Vol 4:7 Mission and Leading Christ’s Community – Part 3: Motivated by Love

Do we love in the ways that we lead? Does love have anything to do with the way we lead? I am trying to recollect but I am not aware that I have come across an article or book which connects leadership or missional leadership with the concept of love, and yet, my reading of God’s Story and Vision is that love is integral to understanding God and God’s mission.

Jesus in John 20:21 expresses, “Peace be with you! As the Father has sent me, I am sending you . . . .” That begs the question, in what way was Jesus sent by the Father? Previously in John’s Gospel, in John 3:16-17, we read: “For God so loved the world that he gave his one and only Son, that whoever believes in him shall not perish but have eternal life. For God did not send his Son into the world to condemn the world, but to save the world through him.”

Also, Jesus with his disciples prior to his crucifixion challenges them with a new command: “A new command I give you: Love one another. As I have loved you, so you must love one another. By this everyone will know that you are my disciples, if you love one another” (John 13: 34-35).

Somehow love has to be integrated with our leading, the way we lead, why we lead, if we are to lead missionally, if we are to lead Christ’s community to participate with God in God’s mission. And yet, we talk about traits and characteristics, skill sets, and techniques for leading more effectively, but seldom do we think about love as being a foundational characteristic for leading in the way of Christ Jesus.

Well, maybe we do, but is it merely an assumption we make so that we can get onto other aspects of leading effectively? In assuming we need to love those whom we are called to lead, do we neglect to integrate loving in the way of Christ with learning to lead in the way of Christ?

Not only was God’s love for the world the motivation for God’s taking on our humanity as Jesus, but also, Jesus’ ministry – and all that comprised – was motivated and shaped by love. If we are to minister and lead in the way of Jesus, then we must also love in the way of Jesus – love then cannot merely be an assumption, love must be a primary characteristic about the way we go about exercising our leading.

For sure, if we shape the way we lead by Paul’s words in 1 Corinthians 13, rather than seeing it as a mere text for reading at weddings, or urging people within our churches to love one another, then I know we would lead in a very different way than many of us do, including leading missionally.

Listen, how we might hear 1 Corinthians differently if we realize that love is to be foundational to the way we lead:

“Leading is patient, leading is kind. Leading does not envy, it does not boast, leading is not proud. Exercising leading does not dishonor others, it is not self-seeking. Leading is not easily angered, and it keeps no record of wrongs. Leading does not delight in evil, but rejoices with the truth. Leading always protects, always trusts, always hopes, always perseveres.”

I find it helpful to place myself into the text: “My leading is to be patient, my leading is to be kind . . .” for when I do that, it not only gives me a vision of how I might exercise my gift of leading, but it challenges me to look to Christ and the Spirit of Christ who enables me to lead in the way of Christ.
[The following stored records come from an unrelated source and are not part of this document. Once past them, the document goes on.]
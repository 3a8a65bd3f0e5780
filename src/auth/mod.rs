//! Authentication for the Content Management API
//!
//! The API uses personal access tokens; `cma auth login` stores one in the
//! global config file.

pub mod credentials;
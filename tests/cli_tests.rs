mod common;

use assert_cmd::Command;
use common::{ORG_ID, collection, organization, team};
use predicates::prelude::*;
use std::fs;
use std::path::{Path, PathBuf};
use tempfile::TempDir;
use wiremock::matchers::{method, path};
use wiremock::{Mock, MockServer, ResponseTemplate};

/// Writes a config file pointing the CLI at `host`
fn write_config(dir: &Path, host: &str) -> PathBuf {
    let file = dir.join(".cma.toml");
    let content = format!(
        r#"
[auth]
access_token = "CFPAT-test"

[client]
host = "{host}"
retry_on_error = false

[defaults]
organization_id = "{ORG_ID}"
"#
    );
    fs::write(&file, content).unwrap();
    file
}

/// `cma` isolated from the user's environment and home directory
fn cma(home: &Path) -> Command {
    let mut cmd = Command::cargo_bin("cma").unwrap();
    cmd.env("HOME", home)
        .env_remove("CMA_ACCESS_TOKEN")
        .env_remove("CMA_HOST")
        .current_dir(home);
    cmd
}

#[test]
fn test_help_lists_commands() {
    let home = TempDir::new().unwrap();
    cma(home.path())
        .arg("--help")
        .assert()
        .success()
        .stdout(predicate::str::contains("orgs"))
        .stdout(predicate::str::contains("assets"));
}

#[test]
fn test_missing_token_fails() {
    let home = TempDir::new().unwrap();
    cma(home.path())
        .args(["orgs", "list"])
        .assert()
        .failure()
        .stderr(predicate::str::contains("No access token"));
}

#[test]
fn test_auth_status_without_token() {
    let home = TempDir::new().unwrap();
    cma(home.path())
        .args(["auth", "status"])
        .assert()
        .success()
        .stdout(predicate::str::contains("Not logged in"));
}

#[tokio::test(flavor = "multi_thread")]
async fn test_orgs_list_json() {
    let server = MockServer::start().await;
    Mock::given(method("GET"))
        .and(path("/organizations"))
        .respond_with(ResponseTemplate::new(200).set_body_json(collection(vec![organization(ORG_ID, "Acme")])))
        .mount(&server)
        .await;

    let home = TempDir::new().unwrap();
    let config = write_config(home.path(), &server.uri());
    let home_path = home.path().to_path_buf();

    let output = tokio::task::spawn_blocking(move || {
        cma(&home_path)
            .arg("--config")
            .arg(&config)
            .args(["orgs", "list", "--json"])
            .output()
            .unwrap()
    })
    .await
    .unwrap();

    assert!(output.status.success(), "stderr: {}", String::from_utf8_lossy(&output.stderr));
    let body: serde_json::Value = serde_json::from_slice(&output.stdout).unwrap();
    assert_eq!(body["total"], 1);
    assert_eq!(body["items"][0]["name"], "Acme");
}

#[tokio::test(flavor = "multi_thread")]
async fn test_teams_list_uses_default_org() {
    let server = MockServer::start().await;
    Mock::given(method("GET"))
        .and(path("/organizations"))
        .respond_with(ResponseTemplate::new(200).set_body_json(collection(vec![organization(ORG_ID, "Acme")])))
        .mount(&server)
        .await;
    Mock::given(method("GET"))
        .and(path("/organizations/org-1/teams"))
        .respond_with(ResponseTemplate::new(200).set_body_json(collection(vec![team("team-1", "Editors", 1)])))
        .expect(1)
        .mount(&server)
        .await;

    let home = TempDir::new().unwrap();
    write_config(home.path(), &server.uri());
    let home_path = home.path().to_path_buf();

    // picks up ./.cma.toml from the working directory
    let output = tokio::task::spawn_blocking(move || {
        cma(&home_path).args(["teams", "list"]).output().unwrap()
    })
    .await
    .unwrap();

    assert!(output.status.success(), "stderr: {}", String::from_utf8_lossy(&output.stderr));
    let stdout = String::from_utf8_lossy(&output.stdout);
    assert!(stdout.contains("team-1"));
    assert!(stdout.contains("Editors"));
}
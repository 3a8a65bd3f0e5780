//! HTTP transport for the Content Management API
//!
//! Wraps a `reqwest::Client` with bearer authentication, the CMA content
//! type, optional retry on rate limiting and server errors, and the single
//! error handler that turns failed responses into [`ApiError`]s.

use super::error::{ApiError, ApiErrorResponse, Result};
use super::query::Query;
use reqwest::{Client, Method, Response, Url};
use serde::Serialize;
use serde::de::DeserializeOwned;
use std::borrow::Cow;
use std::fmt;
use std::sync::Arc;
use std::time::Duration;

/// Default API host
pub const DEFAULT_HOST: &str = "api.contentful.com";

/// Media type of every request body
pub const CMA_CONTENT_TYPE: &str = "application/vnd.contentful.management.v1+json";

/// User agent for API requests
const USER_AGENT: &str = concat!("cma-client/", env!("CARGO_PKG_VERSION"));

pub(crate) const VERSION_HEADER: &str = "X-Contentful-Version";
pub(crate) const TEAM_HEADER: &str = "x-contentful-team";
pub(crate) const ALPHA_FEATURE_HEADER: &str = "x-contentful-enable-alpha-feature";
const REQUEST_ID_HEADER: &str = "x-contentful-request-id";
const RATE_LIMIT_RESET_HEADER: &str = "x-contentful-ratelimit-reset";

/// Upper bound for a single retry wait
const MAX_RETRY_DELAY: Duration = Duration::from_secs(60);

/// Extra headers attached to a single request
pub(crate) type Headers<'a> = &'a [(&'static str, String)];

/// Connection settings used by [`crate::create_client`]
#[derive(Clone)]
pub struct ClientParams {
    /// Management API access token
    pub access_token: String,
    /// Host name, or a full base URL when it contains a scheme
    pub host: String,
    /// Use plain HTTP for a bare host name
    pub insecure: bool,
    /// Per-request timeout
    pub timeout: Duration,
    /// Retry on 429 and 5xx responses
    pub retry_on_error: bool,
    /// Maximum number of retries per request
    pub retry_limit: u32,
    /// Base wait between retries, doubled after every attempt
    pub retry_delay: Duration,
    /// Application name appended to the user agent
    pub application: Option<String>,
}

impl ClientParams {
    /// Params for the default host with the given token
    pub fn new(access_token: impl Into<String>) -> Self {
        Self {
            access_token: access_token.into(),
            host: DEFAULT_HOST.to_string(),
            insecure: false,
            timeout: Duration::from_secs(30),
            retry_on_error: true,
            retry_limit: 5,
            retry_delay: Duration::from_millis(500),
            application: None,
        }
    }

    /// Overrides the host (or full base URL)
    pub fn with_host(mut self, host: impl Into<String>) -> Self {
        self.host = host.into();
        self
    }

    pub fn with_retry(mut self, retry_on_error: bool, retry_limit: u32) -> Self {
        self.retry_on_error = retry_on_error;
        self.retry_limit = retry_limit;
        self
    }

    pub fn with_application(mut self, application: impl Into<String>) -> Self {
        self.application = Some(application.into());
        self
    }

    /// Resolves the base URL every request path is joined onto
    pub fn base_url(&self) -> Result<Url> {
        let raw = if self.host.contains("://") {
            self.host.clone()
        } else {
            let scheme = if self.insecure { "http" } else { "https" };
            format!("{}://{}", scheme, self.host)
        };
        let with_slash = if raw.ends_with('/') { raw } else { format!("{}/", raw) };
        Url::parse(&with_slash).map_err(|e| ApiError::InvalidUrl(format!("{}: {}", with_slash, e)))
    }

    fn user_agent(&self) -> String {
        match &self.application {
            Some(app) => format!("{} app/{}", USER_AGENT, app),
            None => USER_AGENT.to_string(),
        }
    }
}
//! Environments of a space and their asset accessors

use super::asset::{Asset, AssetProps};
use super::{create_entity, create_entity_with_id, get_collection, get_entity};
use crate::api::client::encode_segment;
use crate::api::entity::{Collection, Entity};
use crate::api::error::Result;
use crate::api::query::Query;
use serde::{Deserialize, Serialize};
use std::collections::BTreeMap;

#[derive(Debug, Clone, Default, PartialEq, Serialize, Deserialize)]
pub struct EnvironmentProps {
    pub name: String,
    /// Fields the server sends that are not modelled above, sent back unchanged
    #[serde(flatten)]
    pub extra: BTreeMap<String, serde_json::Value>,
}

/// Wrapped environment
pub type Environment = Entity<EnvironmentProps>;

impl Entity<EnvironmentProps> {
    fn path(&self, rest: &str) -> Result<String> {
        Ok(format!(
            "spaces/{}/environments/{}/{}",
            encode_segment(self.sys().space_id()?),
            encode_segment(self.id()),
            rest
        ))
    }

    /// Endpoint: GET /spaces/:spaceId/environments/:envId/assets/:id
    pub async fn get_asset(&self, id: &str) -> Result<Asset> {
        get_entity(self.http(), &self.path(&format!("assets/{}", encode_segment(id)))?, &[]).await
    }

    /// Endpoint: GET /spaces/:spaceId/environments/:envId/assets
    pub async fn get_assets(&self, query: &Query) -> Result<Collection<AssetProps>> {
        get_collection(self.http(), &self.path("assets")?, Some(query), &[]).await
    }

    /// Creates an asset with a server-generated id
    ///
    /// Endpoint: POST /spaces/:spaceId/environments/:envId/assets
    pub async fn create_asset(&self, data: &AssetProps) -> Result<Asset> {
        create_entity(self.http(), &self.path("assets")?, data, &[]).await
    }

    /// Endpoint: PUT /spaces/:spaceId/environments/:envId/assets/:id
    pub async fn create_asset_with_id(&self, id: &str, data: &AssetProps) -> Result<Asset> {
        let path = self.path(&format!("assets/{}", encode_segment(id)))?;
        create_entity_with_id(self.http(), &path, data, &[]).await
    }
}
If we were to begin leading in ways which are motivated by love, I know we would change the way pastoral leadership is currently exercised.

May we love by the way we lead! For if we do, then we will participate with God in God’s mission in a very different kind of way – which is in harmony with God’s motivation for all that God is doing in making all things new.

  1. David says:

    I appreciate what was expressed in this post and using leading instead of love in the 1 Corinithians passage is thought provoking.